Could you prepare Dictionary_Split_Hash.cs for commit, ensure there are
no regressions in the test suite and commit it to svn?

I think we eventually want to use the nohash variant, but first a few
optimizations must be done in the JIT (see below). The hash-variant is
currently a good compromise until the optimization issues are sorted
out.

> On Mon, 2007-06-11 at 19:34 +0200, Paolo Molaro wrote:
> > As you pointed out, the Equals() methods will return at the first
> > difference, so if we see lots of Equals calls it is again an indication
> > of a poor hash function. I suspect some of the overhead is because of
> > the way hashtable and dictionary eventually call Equals...

Having done a profile run this is indeed most of the slowdown, combined
with a pattern in the test case that greatly favours checking the
hashcode before calling hcp.Equals ().
For JIT hackers the method to look for is
System.Collections.Generic.IEquatableOfTEqualityComparer`1:Equals (int,int)
there are several issue like:
*) an unreachable basic block is not eliminated
*) a residual null check from a callvirt call to int.Equals() is
present even if we're dealing with a valuetype that can't be null
*) excessive anding of 0xff

When these issues are resolved the function should end up being prolog,
3 instructions and epilog in place of the current kind-of-monster.

Once that is done we can experiment with a change which should be able
to get us the same performance of the current hash variant, but without
the memory overhead. Consider that with Dictionary<int,int>
the little loops over the hash chains do the following:

	while (cur != NO_SLOT) {
		if (linkSlots [cur].HashCode == hashCode && hcp.Equals (keySlots [cur], key))
			return valueSlots [cur];
		cur = linkSlots [cur].Next;
	}

and the hashcode-less variant is:

	while (cur != NO_SLOT) {
		if (hcp.Equals (keySlots [cur], key))
			return valueSlots [cur];
		cur = linkSlots [cur].Next;
	}

if we always create a hcp object we'll need to always perform a virtual
call (and we'll have the overhead of one more object allocated per
hashtable in most cases).

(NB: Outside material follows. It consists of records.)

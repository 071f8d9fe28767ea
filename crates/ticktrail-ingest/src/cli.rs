//! Command-line flags.
//!
//! Flags are the last configuration layer: they override both
//! `ticktrail.yaml` and the store credential environment variables.

use std::path::{Path, PathBuf};

use clap::{Parser, ValueEnum};
use ticktrail_core::config::{ConfigError, IngestConfig, StoreBackend};

/// Config file read when `--config` is not given and it exists.
const DEFAULT_CONFIG_PATH: &str = "ticktrail.yaml";

/// Store backend selectable from the command line.
#[derive(Debug, Clone, Copy, PartialEq, Eq, ValueEnum)]
pub enum BackendArg {
    /// `PostgreSQL` graph store.
    Postgres,
    /// In-process graph, nothing persisted.
    Memory,
}

impl From<BackendArg> for StoreBackend {
    fn from(arg: BackendArg) -> Self {
        match arg {
            BackendArg::Postgres => Self::Postgres,
            BackendArg::Memory => Self::Memory,
        }
    }
}

/// Receive game telemetry over UDP and thread it into a graph store.
#[derive(Debug, Parser)]
#[command(name = "ticktrail-ingest", version)]
pub struct Cli {
    /// YAML configuration file.
    #[arg(long, env = "TICKTRAIL_CONFIG")]
    pub config: Option<PathBuf>,

    /// Graph store connection URL.
    #[arg(long)]
    pub uri: Option<String>,

    /// Graph store username.
    #[arg(long)]
    pub user: Option<String>,

    /// Graph store password.
    #[arg(long)]
    pub password: Option<String>,

    /// Require an encrypted store connection.
    #[arg(long)]
    pub tls: bool,

    /// Address to receive telemetry on.
    #[arg(long)]
    pub udp_host: Option<String>,

    /// Port to receive telemetry on.
    #[arg(long)]
    pub udp_port: Option<u16>,

    /// Events per batch.
    #[arg(long)]
    pub batch_size: Option<usize>,

    /// Longest a non-empty batch stays open, in milliseconds.
    #[arg(long)]
    pub flush_interval_ms: Option<u64>,

    /// Which graph store to write to.
    #[arg(long, value_enum)]
    pub store_backend: Option<BackendArg>,
}

impl Cli {
    /// Load the config file, apply flags, and validate the result.
    ///
    /// # Errors
    ///
    /// Returns [`ConfigError`] if the file cannot be read or parsed, or the
    /// merged configuration is invalid.
    pub fn load_config(&self) -> Result<IngestConfig, ConfigError> {
        let mut config = match &self.config {
            Some(path) => IngestConfig::from_file(path)?,
            None if Path::new(DEFAULT_CONFIG_PATH).exists() => {
                IngestConfig::from_file(Path::new(DEFAULT_CONFIG_PATH))?
            }
            None => {
                let mut config = IngestConfig::default();
                config.store.apply_env_overrides();
                config
            }
        };
        self.apply(&mut config);
        config.check()?;
        Ok(config)
    }

    /// Override `config` with every flag that was given.
    pub fn apply(&self, config: &mut IngestConfig) {
        if let Some(uri) = &self.uri {
            config.store.url.clone_from(uri);
        }
        if let Some(user) = &self.user {
            config.store.user = Some(user.clone());
        }
        if let Some(password) = &self.password {
            config.store.password = Some(password.clone());
        }
        if self.tls {
            config.store.tls = true;
        }
        if let Some(host) = &self.udp_host {
            config.ingress.host.clone_from(host);
        }
        if let Some(port) = self.udp_port {
            config.ingress.port = port;
        }
        if let Some(size) = self.batch_size {
            config.batch.max_size = size;
        }
        if let Some(interval) = self.flush_interval_ms {
            config.batch.max_wait_ms = interval;
        }
        if let Some(backend) = self.store_backend {
            config.store.backend = backend.into();
        }
    }
}

#[cfg(test)]
#[allow(clippy::unwrap_used)]
mod tests {
    use super::*;

    fn parse(args: &[&str]) -> Cli {
        Cli::try_parse_from(std::iter::once("ticktrail-ingest").chain(args.iter().copied())).unwrap()
    }

    #[test]
    fn flags_override_file_values() {
        let mut config = IngestConfig::parse(
            "store:\n  url: postgresql://file@db/ticktrail\ningress:\n  port: 9000\nbatch:\n  max_size: 500\n",
        )
        .unwrap();
        parse(&[
            "--uri",
            "postgresql://flag@db/ticktrail",
            "--user",
            "ingest",
            "--tls",
            "--udp-host",
            "0.0.0.0",
            "--udp-port",
            "10667",
            "--batch-size",
            "1000",
            "--flush-interval-ms",
            "250",
            "--store-backend",
            "memory",
        ])
        .apply(&mut config);

        assert_eq!(config.store.url, "postgresql://flag@db/ticktrail");
        assert_eq!(config.store.user.as_deref(), Some("ingest"));
        assert!(config.store.tls);
        assert_eq!(config.ingress.host, "0.0.0.0");
        assert_eq!(config.ingress.port, 10667);
        assert_eq!(config.batch.max_size, 1000);
        assert_eq!(config.batch.max_wait_ms, 250);
        assert_eq!(config.store.backend, StoreBackend::Memory);
        config.check().unwrap();
    }

    #[test]
    fn absent_flags_leave_config_alone() {
        let mut config = IngestConfig::default();
        parse(&[]).apply(&mut config);
        assert_eq!(config, IngestConfig::default());
    }

    #[test]
    fn out_of_range_batch_size_fails_check() {
        let mut config = IngestConfig::default();
        parse(&["--batch-size", "10"]).apply(&mut config);
        assert!(matches!(config.check(), Err(ConfigError::Invalid { .. })));
    }

    #[test]
    fn unknown_backend_is_rejected() {
        let parsed =
            Cli::try_parse_from(["ticktrail-ingest", "--store-backend", "neo4j"]);
        assert!(parsed.is_err());
    }
}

If hcp is the default comparer, the above
could be written as:

	while (cur != NO_SLOT) {
		if (keySlots [cur].Equals (key))
			return valueSlots [cur];
		cur = linkSlots [cur].Next;
	}

which when inlined is:

	while (cur != NO_SLOT) {
		if (keySlots [cur] == key)
			return valueSlots [cur];
		cur = linkSlots [cur].Next;
	}

Note the implementation is now cheaper than the hash variant, the only
addition is a check for a null hcp field, which could be done
either inside or outside the loop (inside would mean less code
duplication and the chains are supposed to be short anyway).
It could look like:

	while (cur != NO_SLOT) {
		if (hcp != null) {
			if (hcp.Equals (keySlots [cur], key))
				return valueSlots [cur];
		} else if (keySlots [cur].Equals (key)) {
			return valueSlots [cur];
		}
		cur = linkSlots [cur].Next;
	}

The other possibility is (with the Dictionary code unchanged)
to inline the default comparer Equals impl (which when optimized
inlines itself the Tkey.Equals() impl) with a vtable check
that the hcp object is indeed of the default comparer type
(useful for valuetypes but going to be ineffective when we implement
code sharing for generic code: it is also harder to implement than
manually checking for a null hcp as above).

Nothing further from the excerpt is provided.